Home Oakley Building Association Questions Oakley’s Collection of Fees, Requests Audit

Building Association Questions Oakley’s Collection of Fees, Requests Audit

by ECT

On Tuesday, a letter was issued to the City of Oakley by The Building Industry Association of the Bay Area requesting for an audit and questioning the fees Oakley charges.

According to the letter,they say the City charges the build impact fees up front and reimburses the builder for expenses later based on submitted receipts–however, they say Oakley keeps the difference between  what it costs the builder to construct the improvements and the fees the builder pays to the city.

BIA|Bay Area is now asking that the Oakley City Council commission an audit to determine the scope and dollar amount of these potential “gap” funds and where they were spent.

Here is a copy of the letter:

April 25, 2017

Dear Mayor Higgins and Councilmembers,

I would like to extend my sincere thanks to your planning and transportation staff for their time and willingness to listen to input from BIA|Bay Area and its members regarding Oakley’s draft parks and transportation impact fee studies. For example, your staff incorporated into the revised park study several of our key recommendations.

Regrettably, our analysis shows that the transportation and park studies still fail to demonstrate a reasonable nexus between the fees being charged to new homes and the
cost of the public facilities for which the money is collected. The fees also exceed the reasonable cost of providing the services for which the fees are being charged. Both findings are required under the Mitigation Fee Act. Additionally, the fees would violate the Quimby Act and Gov’t Code Section 66014.
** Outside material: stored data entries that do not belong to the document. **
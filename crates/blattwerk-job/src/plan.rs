// SPDX-License-Identifier: PMPL-1.0-or-later
// Copyright (c) 2026 Jonathan D.A. Jewell (hyperpolymath) <jonathan.jewell@open.ac.uk>
//
// Command planning: translate resolved capture parameters into the ordered
// list of external commands to attempt.
//
// Pure data transformation, no I/O. Feeder sources prefer `scanadf` (built
// for batch feeding) with `scanimage` as the fallback; flatbed captures go
// straight to `scanimage`.

use std::path::{Path, PathBuf};

use blattwerk_core::config::EngineConfig;
use blattwerk_core::types::ResolvedParams;

/// One candidate invocation of an external capture tool.
#[derive(Debug, Clone, PartialEq, Eq)]
pub struct PlannedCommand {
    pub bin: PathBuf,
    pub args: Vec<String>,
}

impl PlannedCommand {
    /// Single-line rendering for events and logs.
    pub fn render(&self) -> String {
        let mut line = self.bin.display().to_string();
        for arg in &self.args {
            line.push(' ');
            line.push_str(arg);
        }
        line
    }
}

/// Plan the ordered command candidates for one job.
pub fn plan_commands(
    params: &ResolvedParams,
    run_dir: &Path,
    config: &EngineConfig,
) -> Vec<PlannedCommand> {
    let args = capture_args(params, run_dir);

    let mut commands = Vec::with_capacity(2);
    if params.source.wants_feeder() {
        commands.push(PlannedCommand {
            bin: config.scanadf_bin.clone(),
            args: args.clone(),
        });
    }
    commands.push(PlannedCommand {
        bin: config.scanimage_bin.clone(),
        args,
    });
    commands
}

/// The shared argument list both capture tools accept.
fn capture_args(params: &ResolvedParams, run_dir: &Path) -> Vec<String> {
    let format = &params.output_format;
    let mut args = Vec::new();

    if let Some(device) = &params.device_id {
        args.push("-d".to_string());
        args.push(device.clone());
    }
    args.push("--resolution".to_string());
    args.push(params.resolution_dpi.to_string());
    args.push("--mode".to_string());
    args.push(params.color_mode.clone());
    args.push("--source".to_string());
    args.push(params.source.sane_name().to_string());

    if let Some(size) = params.page_size {
        let (width, height) = size.dimensions_mm();
        args.push("-x".to_string());
        args.push(format_mm(width));
        args.push("-y".to_string());
        args.push(format_mm(height));
    }

    args.push(format!(
        "--batch={}",
        run_dir.join(format!("page_%04d.{format}")).display()
    ));
    args.push(format!("--format={format}"));
    args
}

/// Millimetre value as scanimage expects it: `210mm`, `215.9mm`.
fn format_mm(value: f64) -> String {
    if value.fract() == 0.0 {
        format!("{}mm", value as i64)
    } else {
        format!("{value}mm")
    }
}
Specifically, in the vast majority of communities, the builder pays the fees and the city builds the improvements or the builder constructs the improvements and receives credits for the work toward other city fees based on a mutually agreed upon engineer’s estimate. The process varies but in Oakley, the builder often pays the impact fees up front and builds the improvements. Months later, the city reimburses the builder for actual expenses based on submitted receipts. Based on our members’ experiences, the actual costs are often lower than the city’s impact fees. But the city keeps the difference between what it costs the builder to construct the improvements and the fees the builder pays to the city. For example, the city’s fees include 25 percent for design and engineering costs but our members typically spend 10-12 percent for these line items.

This differential also nets Oakley cash when the builder builds parks or roads that are not required to mitigate the impacts for a specific project but make sense to build from a timing perspective.

The dollar amounts are potentially significant. Using the proposed parks and transportation fees, for example, the financial difference between 25 percent and 12 percent for design and engineering for a 100-unit single-family subdivision is approximately $268,000. Then if the builder spent 10 percent less on the remaining fee amount for actual costs on the traffic and park facilities, the city would keep an extra $655,000. Add an extra $5 million in road improvements along with the required $1.25 million or 25 percent for engineering and design — where the builder is reimbursed $5 million for the construction and $650,000 or 12 percent for engineering and design – and the city would net $600,000. In this single example, the city would potentially bank a combined $1.6 million for which no purpose for the funds has been identified as required under the Mitigation Fee Act.

BIA|Bay Area asks that the Oakley City Council commission an audit to determine the
scope and dollar amount of these potential “gap” funds and where they were spent. The
city should also move immediately to adopt a more defensible reimbursement program
used by many of its neighboring communities and supportable by state law. To continue
its current practice violates the Mitigation Fee Act and perpetuates a serious discrepancy
between the city’s stated purpose of the fees and the fee levels. The Mitigation Fee Act
also requires the public agency collecting fees to identify the purposes for which the fees
are charged and if the findings are not made as required, the local agency shall refund
the money to the current owners of the properties for which the fees were paid.
Among BIA’s other concerns:

  • In a previous letter, we requested but did not receive a list of the park land, parks facilities and transportation projects that will be funded in their entirety or in part through existing development agreements with the City of Oakley. The two nexus studies should identify and reconcile the sources and amounts of funding identified in development agreements or homeowners could be subject to paying for the same amenities twice.
  • In a previous letter, we requested but did not receive the construction status and
    balance of funding needed of each carryover project from the 2003
    Transportation Impact Fee study. Transparency is critical as some projects may
    be close to completion. The city has pledged to regularly update its transportation
    impact fee nexus study, which will help resolve this issue on the future. In the
    meantime, we would again ask for a baseline status list.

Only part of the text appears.